Like China, India is also a strategic market. The second most populous nation in the world, India is home to about 12 percent of all manufacturing sites that serve the United States.

The Ripple Effect Will Continue as Coronavirus Spreads

The world’s economies have been inexplicably linked due to increased globalization. That connection, which has long been a blessing, is now a cause for alarm.

Recently, a special briefing issued by analytics firm Dun & Bradstreet revealed that the effects of the global pandemic could hit up to 5 million firms across the world.
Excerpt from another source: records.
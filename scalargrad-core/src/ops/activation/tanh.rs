use crate::autograd::BackwardOp;
use crate::ops::apply_unary_op;
use crate::ops::traits::Scalar;
use crate::value::Value;
use std::rc::Rc;

// --- Backward Operation Structure ---

/// Backward operation context for the hyperbolic tangent. The derivative is
/// expressed through the captured forward output t: 1 - t^2.
#[derive(Debug)]
struct TanhBackward<T: Scalar> {
    input: Value<T>,
    out_data: T,
}

impl<T: Scalar> BackwardOp<T> for TanhBackward<T> {
    fn backward(&self, grad_output: T) -> Vec<T> {
        let t = self.out_data;
        vec![(T::one() - t * t) * grad_output]
    }

    fn inputs(&self) -> Vec<Value<T>> {
        vec![self.input.clone()]
    }
}

// --- Forward Operation ---

/// Hyperbolic tangent, (e^(2x) - 1) / (e^(2x) + 1), evaluated through the
/// saturating `Float::tanh` so large inputs settle at +/-1 instead of
/// overflowing the intermediate exponential.
pub fn tanh_op<T: Scalar>(a: &Value<T>) -> Value<T> {
    apply_unary_op(a, |x| x.tanh(), |input, out_data| {
        Rc::new(TanhBackward { input, out_data })
    })
}

impl<T: Scalar> Value<T> {
    /// See [`tanh_op`].
    pub fn tanh(&self) -> Value<T> {
        tanh_op(self)
    }
}

// --- Tests ---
The research, which analyzed some of the Chinese provinces affected the post by the virus, discovered that the spread of the virus, as well as subsequent containment efforts, has eaten into the global business network with ripple effects set to unfold over time.

As the company found, affected areas that have more than 100 confirmed cases are home to 90 percent of Chinese firms, while another 49,000 companies in these regions are registered subsidiaries of foreign firms. 49 percent of firms with subsidiaries in affected regions are headquartered in Hong Kong. The United States accounts for 19 percent, while Japan and Germany account for 12 and 5 percent, respectively.
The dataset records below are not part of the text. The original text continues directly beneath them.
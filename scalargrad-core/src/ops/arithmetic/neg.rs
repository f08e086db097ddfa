use crate::ops::arithmetic::mul::mul_op;
use crate::ops::traits::Scalar;
use crate::value::Value;

/// Negation, defined as multiplication by a constant -1 leaf.
///
/// No backward struct of its own: the gradient (-1 per unit of upstream
/// gradient) falls out of the multiplication rule. The lifted constant
/// participates in the graph as an ordinary leaf whose accumulated gradient
/// the caller simply ignores.
pub fn neg_op<T: Scalar>(a: &Value<T>) -> Value<T> {
    mul_op(a, &Value::new(-T::one()))
}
However, some companies have been proactive in shielding themselves from the problem. Samsung, which released a new line of Galaxy smartphones last week, has moved its supply chain from factories in China to Vietnam.

Samsung’s factories in the Bac Ninh and Thai Nguyen provinces reportedly produce two-thirds of all of the company’s devices, and by putting them to work, the firm should be able to minimize the effects of a Chinese blockade for much longer than others.